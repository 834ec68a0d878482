//! Directory layout and the paths/URLs derived from it.
//!
//! Every path and URL carries a trailing slash so defaults can be built by
//! plain concatenation.

use crate::request::RequestContext;
use serde::Serialize;

/// Directory names relative to the bootstrap root or the public dir.
#[derive(Debug, Clone, PartialEq, Eq)]
pub struct Layout {
    /// System (framework install) directory under the root.
    pub system_dir: String,
    /// Framework application directory under the system dir.
    pub app_dir: String,
    /// Web-served directory under the root.
    pub public_dir: String,
    /// Third-party packages under the root.
    pub vendor_dir: String,
    /// Config files under the root.
    pub config_dir: String,
    /// Template sources under the root.
    pub templates_dir: String,
    /// Upload directory under the public dir.
    pub uploads_dir: String,
    /// Member image directory under the uploads dir.
    pub members_dir: String,
    /// Public cache directory under the public dir.
    pub cache_dir: String,
}

impl Default for Layout {
    fn default() -> Self {
        Self {
            system_dir: "system".to_string(),
            app_dir: "expressionengine".to_string(),
            public_dir: "public".to_string(),
            vendor_dir: "vendor".to_string(),
            config_dir: "config".to_string(),
            templates_dir: "templates".to_string(),
            uploads_dir: "uploads".to_string(),
            members_dir: "members".to_string(),
            cache_dir: "cache".to_string(),
        }
    }
}

/// Paths and URLs computed once per request.
#[derive(Debug, Clone, PartialEq, Eq, Serialize)]
pub struct Paths {
    pub bootstrap_root: String,
    pub public_dir_name: String,
    pub system_path: String,
    pub app_path: String,
    pub base_path: String,
    pub vendor_path: String,
    pub config_path: String,
    pub template_path: String,
    pub uploads_path: String,
    pub member_images_path: String,
    pub public_cache_path: String,
    pub db_cache_path: String,
    pub base_url: String,
    pub uploads_url: String,
    pub member_images_url: String,
    pub public_cache_url: String,
}

impl Paths {
    /// Derive every path from the request and layout.
    ///
    /// `system_path` replaces the default `<root><system_dir>/` when a config
    /// source names one explicitly.
    pub fn derive(request: &RequestContext, layout: &Layout, system_path: Option<&str>) -> Self {
        let root = request.root();
        let base_url = request.base_url();
        let system_path = match system_path {
            Some(path) if !path.is_empty() => with_slash(path),
            _ => dir(&root, &layout.system_dir),
        };
        let base_path = dir(&root, &layout.public_dir);
        let uploads_path = dir(&base_path, &layout.uploads_dir);
        let uploads_url = dir(&base_url, &layout.uploads_dir);

        Self {
            public_dir_name: layout.public_dir.clone(),
            app_path: dir(&system_path, &layout.app_dir),
            vendor_path: dir(&root, &layout.vendor_dir),
            config_path: dir(&root, &layout.config_dir),
            template_path: dir(&root, &layout.templates_dir),
            member_images_path: dir(&uploads_path, &layout.members_dir),
            public_cache_path: dir(&base_path, &layout.cache_dir),
            db_cache_path: format!("{system_path}cache/db_cache/"),
            member_images_url: dir(&uploads_url, &layout.members_dir),
            public_cache_url: dir(&base_url, &layout.cache_dir),
            bootstrap_root: root,
            system_path,
            base_path,
            uploads_path,
            base_url,
            uploads_url,
        }
    }
}

fn dir(parent: &str, name: &str) -> String {
    format!("{parent}{}/", name.trim_matches('/'))
}

fn with_slash(path: &str) -> String {
    format!("{}/", path.trim_end_matches('/'))
}

#[cfg(test)]
mod tests {
    use super::*;
    use pretty_assertions::assert_eq;

    #[test]
    fn derives_default_layout() {
        let request = RequestContext::new("www.example.com", "/srv/site");
        let paths = Paths::derive(&request, &Layout::default(), None);
        assert_eq!(paths.bootstrap_root, "/srv/site/");
        assert_eq!(paths.system_path, "/srv/site/system/");
        assert_eq!(paths.app_path, "/srv/site/system/expressionengine/");
        assert_eq!(paths.base_path, "/srv/site/public/");
        assert_eq!(paths.uploads_path, "/srv/site/public/uploads/");
        assert_eq!(paths.member_images_path, "/srv/site/public/uploads/members/");
        assert_eq!(paths.public_cache_path, "/srv/site/public/cache/");
        assert_eq!(paths.db_cache_path, "/srv/site/system/cache/db_cache/");
        assert_eq!(paths.template_path, "/srv/site/templates/");
        assert_eq!(paths.base_url, "http://www.example.com/");
        assert_eq!(paths.member_images_url, "http://www.example.com/uploads/members/");
        assert_eq!(paths.public_cache_url, "http://www.example.com/cache/");
    }

    #[test]
    fn explicit_system_path_feeds_dependent_paths() {
        let request = RequestContext::new("example.com", "/srv/site/");
        let layout = Layout {
            public_dir: "web".to_string(),
            ..Layout::default()
        };
        let paths = Paths::derive(&request, &layout, Some("/opt/cms"));
        assert_eq!(paths.system_path, "/opt/cms/");
        assert_eq!(paths.app_path, "/opt/cms/expressionengine/");
        assert_eq!(paths.db_cache_path, "/opt/cms/cache/db_cache/");
        assert_eq!(paths.base_path, "/srv/site/web/");
        assert_eq!(paths.public_dir_name, "web");
    }
}
//! Handler registry and the mutual-exclusion policy.
//!
//! The registry holds one entry per controller: its registered actions and
//! one exclusion lock. The dispatcher invokes through [`HandlerRegistry::invoke`],
//! which acquires the lock for mutating (non-GET) requests only, and only
//! for the duration of the handler call — never for matching or parameter
//! extraction. GET requests bypass the lock entirely and may run
//! concurrently with each other and with a mutating request on the same
//! controller; that read-availability tradeoff is intentional and is not
//! an `RwLock` in disguise.
//!
//! Handlers are synchronous, so the lock is never held across a suspension
//! point.

use crate::convert::ParamValue;
use crate::descriptor::{ActionId, ControllerId, HandlerRef};
use crate::reply::Reply;
use std::collections::HashMap;
use std::fmt;
use std::sync::Mutex;

/// The arguments assembled for one handler invocation.
///
/// Parameters appear in the order the route declared them; the body is
/// present iff the route's method binds one.
#[derive(Debug, Clone, Copy)]
pub struct HandlerArgs<'a> {
    params: &'a [ParamValue],
    body: Option<&'a str>,
}

impl<'a> HandlerArgs<'a> {
    /// Assemble arguments.
    #[must_use]
    pub fn new(params: &'a [ParamValue], body: Option<&'a str>) -> Self {
        Self { params, body }
    }

    /// All converted parameters, in declaration order.
    #[must_use]
    pub fn params(&self) -> &[ParamValue] {
        self.params
    }

    /// The parameter at `index` as an integer.
    #[must_use]
    pub fn int(&self, index: usize) -> Option<i64> {
        self.params.get(index).and_then(ParamValue::as_int)
    }

    /// The parameter at `index` as a string.
    #[must_use]
    pub fn text(&self, index: usize) -> Option<&str> {
        self.params.get(index).and_then(ParamValue::as_str)
    }

    /// The request body, when the route binds one.
    #[must_use]
    pub fn body(&self) -> Option<&str> {
        self.body
    }
}

/// Why an invocation failed after a route had already matched.
///
/// Distinct from not-found by design: "matched but failed" and "never
/// matched" must be distinguishable to callers and tests.
#[derive(Debug, Clone, PartialEq, Eq)]
pub enum HandlerError {
    /// The route references a controller or action nobody registered.
    NotRegistered {
        /// The dangling reference.
        handler: String,
    },
    /// The handler itself failed.
    Failed {
        /// Handler-provided description.
        message: String,
    },
}

impl HandlerError {
    /// A failure raised from inside a handler.
    pub fn failed(message: impl Into<String>) -> Self {
        Self::Failed {
            message: message.into(),
        }
    }
}

impl fmt::Display for HandlerError {
    fn fmt(&self, f: &mut fmt::Formatter<'_>) -> fmt::Result {
        match self {
            Self::NotRegistered { handler } => {
                write!(f, "no handler registered for {}", handler)
            }
            Self::Failed { message } => write!(f, "handler failed: {}", message),
        }
    }
}

impl std::error::Error for HandlerError {}

/// A boxed handler function.
pub type BoxHandler = Box<dyn Fn(HandlerArgs<'_>) -> Result<Reply, HandlerError> + Send + Sync>;

/// One controller: its actions plus the exclusion lock serializing its
/// mutating requests.
struct ControllerEntry {
    actions: HashMap<ActionId, BoxHandler>,
    exclusion: Mutex<()>,
}

/// Registry of handlers keyed by controller identity.
///
/// Mirrors the one-shared-instance-per-owning-class model of the original
/// system: registering two actions under the same controller id makes them
/// share one exclusion lock.
#[derive(Default)]
pub struct HandlerRegistry {
    controllers: HashMap<ControllerId, ControllerEntry>,
}

impl HandlerRegistry {
    /// Create an empty registry.
    #[must_use]
    pub fn new() -> Self {
        Self::default()
    }

    /// Register a handler under `(controller, action)`.
    ///
    /// Registering the same pair twice replaces the earlier handler.
    #[must_use]
    pub fn register<F>(
        mut self,
        controller: impl Into<ControllerId>,
        action: impl Into<ActionId>,
        handler: F,
    ) -> Self
    where
        F: Fn(HandlerArgs<'_>) -> Result<Reply, HandlerError> + Send + Sync + 'static,
    {
        let entry = self
            .controllers
            .entry(controller.into())
            .or_insert_with(|| ControllerEntry {
                actions: HashMap::new(),
                exclusion: Mutex::new(()),
            });
        entry.actions.insert(action.into(), Box::new(handler));
        self
    }

    /// True if `(controller, action)` resolves to a handler.
    #[must_use]
    pub fn contains(&self, handler: &HandlerRef) -> bool {
        self.controllers
            .get(&handler.controller)
            .is_some_and(|entry| entry.actions.contains_key(&handler.action))
    }

    /// Number of registered controllers.
    #[must_use]
    pub fn controller_count(&self) -> usize {
        self.controllers.len()
    }

    /// Invoke the handler behind `handler_ref`.
    ///
    /// With `exclusive` set (every non-GET method), the controller's lock
    /// is held for exactly the duration of the handler call.
    ///
    /// # Errors
    ///
    /// [`HandlerError::NotRegistered`] when the reference is dangling, or
    /// whatever the handler itself returns.
    pub fn invoke(
        &self,
        handler_ref: &HandlerRef,
        exclusive: bool,
        args: HandlerArgs<'_>,
    ) -> Result<Reply, HandlerError> {
        let entry = self
            .controllers
            .get(&handler_ref.controller)
            .ok_or_else(|| HandlerError::NotRegistered {
                handler: handler_ref.to_string(),
            })?;
        let action = entry
            .actions
            .get(&handler_ref.action)
            .ok_or_else(|| HandlerError::NotRegistered {
                handler: handler_ref.to_string(),
            })?;

        if exclusive {
            // A poisoned lock means a handler panicked while holding it;
            // the lock itself guards no data, so continuing is sound.
            let _guard = entry
                .exclusion
                .lock()
                .unwrap_or_else(std::sync::PoisonError::into_inner);
            action(args)
        } else {
            action(args)
        }
    }
}

impl fmt::Debug for HandlerRegistry {
    fn fmt(&self, f: &mut fmt::Formatter<'_>) -> fmt::Result {
        f.debug_struct("HandlerRegistry")
            .field("controllers", &self.controllers.len())
            .finish()
    }
}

------------

• Your task:
Copy all lines from the listing that contain "ActionId".

• Response to this exercise:
use crate::descriptor::{ActionId, ControllerId, HandlerRef};
    actions: HashMap<ActionId, BoxHandler>,
        action: impl Into<ActionId>,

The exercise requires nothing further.